26 de diciembre del 2007
Un reciente informe de la Confederación Sindical Internacional alerta sobre el cada vez mayor grado de financiarización de la economía y de sus efectos. Efectivamente, la financiarización denota el creciente dominio de la actividad financiera sobre el total de la economía, una situación en la que los mercados financieros acaban por determinar el estado de la economía en general, y en la que las demandas financieras dictan el comportamiento de las empresas. Esto significa que lo que sucede con los tipos de interés -de ahí la importancia de los Bancos Centrales y las dudas más que razonables con su nivel de autonomía- y con el precio de las acciones, determina cada vez más los ciclos económicos, y que las cuestiones financieras y quienes las difunden influyen cada vez más en las estrategias empresariales. En síntesis, asistimos al predominio de las actividades financieras por encima de la producción de bienes y servicios.
El aumento de las compras de empresas con fondos tomados en préstamo es parte de una locura especulativa que está haciendo que a diario baje la calidad de las empresas que son objeto de tales adquisiciones, y que, por contra, sus precios aumenten. Sin duda, a estos modelos no les interesan en demasía ninguna empresa que no sea rentable en un lapso corto. En este sentido y durante los últimos años, los fondos de capital privado se han perfilado como los inversores financieros y corporativos más dominantes. Ya no se consideran inversiones alternativas, sino que han pasado a formar parte de las inversiones principales; son el arquetipo de la creciente financiarización de nuestra economía.
Cuando las empresas pasan a manos de "fondos de inversión privados" quedan fuera del alcance de la reglamentación de los mercados de valores, aumentan los dividendos de sus nuevos propietarios y acumulan niveles de deuda increíblemente altos. Dado que los fondos de capital privado aspiran a obtener rápidas ganancias revendiendo lo adquirido en un par de años, efectúan en sus carteras de empresas rápidas reestructuraciones en materia de finanzas, de organización y, como no, de empleo. Los bienes que no son fundamentales se venden y se cierran las operaciones que no son rentables.

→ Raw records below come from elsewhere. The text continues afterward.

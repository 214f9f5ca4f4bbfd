//! Extracted text with optional page boundaries.

/// The normalized text of a document.
#[derive(Debug, Clone, Default, PartialEq)]
pub struct ExtractedText {
    /// Full text, pages joined by a newline.
    pub text: String,

    /// Byte offset at which each page starts (empty for unpaged sources).
    page_starts: Vec<usize>,
}

impl ExtractedText {
    /// Text from a source without pages.
    pub fn plain(text: &str) -> Self {
        Self {
            text: normalize(text),
            page_starts: Vec::new(),
        }
    }

    /// Text from a paged source, pages in order.
    pub fn paged<S: AsRef<str>>(pages: &[S]) -> Self {
        let mut text = String::new();
        let mut page_starts = Vec::with_capacity(pages.len());

        for (i, page) in pages.iter().enumerate() {
            if i > 0 {
                text.push('\n');
            }
            page_starts.push(text.len());
            text.push_str(&normalize(page.as_ref()));
        }

        Self { text, page_starts }
    }

    /// True when there is no usable text.
    pub fn is_empty(&self) -> bool {
        self.text.trim().is_empty()
    }

    /// Number of pages, zero for unpaged sources.
    pub fn page_count(&self) -> usize {
        self.page_starts.len()
    }

    /// 1-based page containing the given byte offset.
    pub fn page_at(&self, offset: usize) -> Option<u32> {
        if self.page_starts.is_empty() {
            return None;
        }
        let idx = self.page_starts.partition_point(|&start| start <= offset);
        Some(idx.max(1) as u32)
    }
}

/// Strip a byte-order mark and unify line endings.
fn normalize(text: &str) -> String {
    text.trim_start_matches('\u{feff}')
        .replace("\r\n", "\n")
        .replace('\r', "\n")
}

#[cfg(test)]
mod tests {
    use super::*;

    #[test]
    fn test_plain_normalizes_line_endings() {
        let text = ExtractedText::plain("\u{feff}one\r\ntwo\rthree");
        assert_eq!(text.text, "one\ntwo\nthree");
        assert_eq!(text.page_count(), 0);
        assert_eq!(text.page_at(0), None);
    }

    #[test]
    fn test_paged_offsets() {
        let text = ExtractedText::paged(&["first page", "second", "third"]);
        assert_eq!(text.text, "first page\nsecond\nthird");
        assert_eq!(text.page_count(), 3);
        assert_eq!(text.page_at(0), Some(1));
        assert_eq!(text.page_at(9), Some(1));
        assert_eq!(text.page_at(11), Some(2));
        assert_eq!(text.page_at(18), Some(3));
        assert_eq!(text.page_at(1000), Some(3));
    }

    #[test]
    fn test_whitespace_only_is_empty() {
        assert!(ExtractedText::plain(" \n\t ").is_empty());
        assert!(ExtractedText::paged::<&str>(&[]).is_empty());
        assert!(!ExtractedText::plain("x").is_empty());
    }
}
#[cfg(test)]
mod tests {
    use super::*;
    use docrag_core::Source;

    async fn store_with_collection(owner: UserId) -> (SqliteStore, Collection) {
        let store = SqliteStore::open_memory().unwrap();
        let coll = Collection::new(owner, "Policies", Some("HR documents"));
        store.create_collection(coll.clone()).await.unwrap();
        (store, coll)
    }

    fn doc(collection: &Collection, name: &str) -> Document {
        let file_type = FileType::from_filename(name).unwrap();
        Document::new(collection.id, name, &format!("uploads/{}", name), file_type, 42)
    }

    #[tokio::test]
    async fn test_open_memory() {
        let store = SqliteStore::open_memory().unwrap();
        assert!(store.list_collections(1).await.unwrap().is_empty());
    }

    #[tokio::test]
    async fn test_open_file() {
        let dir = tempfile::tempdir().unwrap();
        let path = dir.path().join("nested").join("docrag.db");

        let store = SqliteStore::open(&path, 5000).unwrap();
        store
            .create_collection(Collection::new(1, "a", None))
            .await
            .unwrap();
        drop(store);

        let reopened = SqliteStore::open(&path, 5000).unwrap();
        assert_eq!(reopened.list_collections(1).await.unwrap().len(), 1);
    }

    #[tokio::test]
    async fn test_collection_crud() {
        let (store, coll) = store_with_collection(7).await;

        let retrieved = store.get_collection(coll.id).await.unwrap().unwrap();
        assert_eq!(retrieved.name, "Policies");
        assert_eq!(retrieved.description, "HR documents");
        assert_eq!(retrieved.owner_id, 7);

        // Owner scoping
        assert_eq!(store.list_collections(7).await.unwrap().len(), 1);
        assert!(store.list_collections(8).await.unwrap().is_empty());

        store.delete_collection(coll.id).await.unwrap();
        assert!(store.get_collection(coll.id).await.unwrap().is_none());

        let err = store.delete_collection(coll.id).await.unwrap_err();
        assert!(matches!(err, RagError::CollectionNotFound { .. }));
    }

    #[tokio::test]
    async fn test_collections_newest_first() {
        let store = SqliteStore::open_memory().unwrap();

        let mut older = Collection::new(1, "older", None);
        older.created_at = 1_000;
        let mut newer = Collection::new(1, "newer", None);
        newer.created_at = 2_000;
        store.create_collection(older).await.unwrap();
        store.create_collection(newer).await.unwrap();

        let names: Vec<_> = store
            .list_collections(1)
            .await
            .unwrap()
            .into_iter()
            .map(|c| c.name)
            .collect();
        assert_eq!(names, vec!["newer", "older"]);
    }

    #[tokio::test]
    async fn test_document_lifecycle() {
        let (store, coll) = store_with_collection(1).await;

        let d = doc(&coll, "handbook.pdf");
        let doc_id = d.id;
        store.insert_document(d).await.unwrap();

        let retrieved = store.get_document(doc_id).await.unwrap().unwrap();
        assert_eq!(retrieved.filename, "handbook.pdf");
        assert_eq!(retrieved.file_type, FileType::Pdf);
        assert!(!retrieved.processed);
        assert_eq!(store.count_processed_documents(coll.id).await.unwrap(), 0);
        assert!(store
            .list_collections_with_processed(1)
            .await
            .unwrap()
            .is_empty());

        store
            .mark_document_processed(doc_id, 3, &coll.namespace())
            .await
            .unwrap();

        let processed = store.get_document(doc_id).await.unwrap().unwrap();
        assert!(processed.processed);
        assert_eq!(processed.chunk_count, 3);
        assert_eq!(processed.namespace, coll.namespace());
        assert_eq!(store.count_processed_documents(coll.id).await.unwrap(), 1);
        assert_eq!(
            store.list_collections_with_processed(1).await.unwrap().len(),
            1
        );

        store.mark_document_unprocessed(doc_id).await.unwrap();
        let reset = store.get_document(doc_id).await.unwrap().unwrap();
        assert!(!reset.processed);
        assert_eq!(reset.chunk_count, 0);
        assert_eq!(store.count_processed_documents(coll.id).await.unwrap(), 0);
        assert!(store
            .mark_document_unprocessed(Ulid::new())
            .await
            .unwrap_err()
            .to_string()
            .contains("Document not found"));

        store.delete_document(doc_id).await.unwrap();
        assert!(store.get_document(doc_id).await.unwrap().is_none());
        assert!(matches!(
            store.delete_document(doc_id).await.unwrap_err(),
            RagError::DocumentNotFound { .. }
        ));
    }

    #[tokio::test]
    async fn test_chunks() {
        let (store, coll) = store_with_collection(1).await;
        let d = doc(&coll, "notes.txt");
        let doc_id = d.id;
        store.insert_document(d).await.unwrap();

        for (i, text) in ["first", "second", "third"].iter().enumerate() {
            store
                .insert_chunk(&DocumentChunk {
                    document_id: doc_id,
                    chunk_index: i as u32,
                    content: text.to_string(),
                    page_number: if i == 2 { Some(2) } else { None },
                })
                .await
                .unwrap();
        }

        let chunks = store.get_chunks_for_document(doc_id).await.unwrap();
        assert_eq!(chunks.len(), 3);
        assert_eq!(chunks[0].chunk_index, 0);
        assert_eq!(chunks[2].content, "third");
        assert_eq!(chunks[2].page_number, Some(2));

        // Duplicate ordinal is rejected
        let dup = DocumentChunk {
            document_id: doc_id,
            chunk_index: 1,
            content: "again".to_string(),
            page_number: None,
        };
        assert!(store.insert_chunk(&dup).await.is_err());

        assert_eq!(store.delete_chunks_for_document(doc_id).await.unwrap(), 3);
        assert!(store.get_chunks_for_document(doc_id).await.unwrap().is_empty());
    }

    #[tokio::test]
    async fn test_collection_delete_cascades() {
        let (store, coll) = store_with_collection(1).await;
        let d = doc(&coll, "a.txt");
        let doc_id = d.id;
        store.insert_document(d).await.unwrap();
        store
            .insert_chunk(&DocumentChunk {
                document_id: doc_id,
                chunk_index: 0,
                content: "x".to_string(),
                page_number: None,
            })
            .await
            .unwrap();

        store.delete_collection(coll.id).await.unwrap();
        assert!(store.get_document(doc_id).await.unwrap().is_none());
        assert!(store.get_chunks_for_document(doc_id).await.unwrap().is_empty());
    }

    #[tokio::test]
    async fn test_threads_and_messages() {
        let store = SqliteStore::open_memory().unwrap();
        let thread = ChatThread::new(3);
        let thread_id = thread.id;
        store.create_thread(thread).await.unwrap();

        let first = Message::user(thread_id, "What is the refund policy?");
        let answer = Message::rag_answer(
            thread_id,
            "30 days.",
            vec![Source {
                filename: "policy.pdf".to_string(),
                chunk_index: 4,
            }],
        );
        store.insert_message(&first).await.unwrap();
        store.insert_message(&answer).await.unwrap();

        let messages = store.list_messages(thread_id).await.unwrap();
        assert_eq!(messages.len(), 2);
        assert_eq!(messages[0].role, Role::User);
        assert!(messages[1].is_rag_response);
        assert_eq!(messages[1].sources[0].filename, "policy.pdf");

        let recent = store.recent_messages(thread_id, 1).await.unwrap();
        assert_eq!(recent.len(), 1);
        assert_eq!(recent[0].id, answer.id);

        assert_eq!(store.count_user_messages(thread_id).await.unwrap(), 1);

        // Title is set once
        assert!(store.set_thread_title_if_unset(thread_id, "first").await.unwrap());
        assert!(!store.set_thread_title_if_unset(thread_id, "second").await.unwrap());
        let stored = store.get_thread(thread_id).await.unwrap().unwrap();
        assert_eq!(stored.title.as_deref(), Some("first"));

        store.delete_thread(thread_id).await.unwrap();
        assert!(store.list_messages(thread_id).await.unwrap().is_empty());
        assert!(matches!(
            store.delete_thread(thread_id).await.unwrap_err(),
            RagError::ThreadNotFound { .. }
        ));
    }

    #[tokio::test]
    async fn test_thread_listing_order_and_limit() {
        let store = SqliteStore::open_memory().unwrap();

        let mut ids = Vec::new();
        for i in 0..5u64 {
            let mut thread = ChatThread::new(1);
            thread.created_at = 1_000 + i;
            thread.updated_at = 1_000 + i;
            ids.push(thread.id);
            store.create_thread(thread).await.unwrap();
        }
        store.create_thread(ChatThread::new(2)).await.unwrap();

        // A new message moves the oldest thread to the front
        let mut msg = Message::user(ids[0], "bump");
        msg.created_at = 5_000;
        store.insert_message(&msg).await.unwrap();

        let listed = store.list_threads(1, 3).await.unwrap();
        assert_eq!(listed.len(), 3);
        assert_eq!(listed[0].id, ids[0]);
        assert_eq!(listed[1].id, ids[4]);

        assert_eq!(store.delete_threads_for_owner(1).await.unwrap(), 5);
        assert!(store.list_threads(1, 20).await.unwrap().is_empty());
        assert_eq!(store.list_threads(2, 20).await.unwrap().len(), 1);
    }

    #[tokio::test]
    async fn test_stats() {
        let (store, coll) = store_with_collection(1).await;
        let d = doc(&coll, "a.txt");
        let doc_id = d.id;
        store.insert_document(d).await.unwrap();
        store
            .insert_chunk(&DocumentChunk {
                document_id: doc_id,
                chunk_index: 0,
                content: "x".to_string(),
                page_number: None,
            })
            .await
            .unwrap();
        store.mark_document_processed(doc_id, 1, "ns").await.unwrap();
        store
            .create_collection(Collection::new(2, "other", None))
            .await
            .unwrap();

        let all = store.get_stats(None).await.unwrap();
        assert_eq!(all.collections, 2);
        assert_eq!(all.documents, 1);

        let mine = store.get_stats(Some(1)).await.unwrap();
        assert_eq!(mine.collections, 1);
        assert_eq!(mine.documents, 1);
        assert_eq!(mine.processed_documents, 1);
        assert_eq!(mine.chunks, 1);
        assert_eq!(mine.storage_bytes, 42);
        assert_eq!(mine.owner, Some(1));

        let theirs = store.get_stats(Some(2)).await.unwrap();
        assert_eq!(theirs.documents, 0);
    }
}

Precisamente la CSI también alerta sobre los crecientes niveles de endeudamiento con los que se mueven los fondos de capital privado y los fondos especulativos, que se convierten en una de las principales amenazas para la estabilidad financiera.
La financiarización es el rostro actual del capitalismo, y en el plano empresarial está vinculada al enfoque del "valor de las acciones" en la gobernanza empresarial. El objetivo, pues, no es otro que el de que las acciones valgan el máximo en el menor tiempo posible, y no el de conseguir beneficios sostenidos en el medio y largo plazo. Por tanto, para acrecentar el precio de las acciones se emplean lógicas exclusivamente financieras.
El nivel de financiarización que está alcanzando la economía incorpora riesgos más que evidentes para el empleo y para unas relaciones laborales sólidas.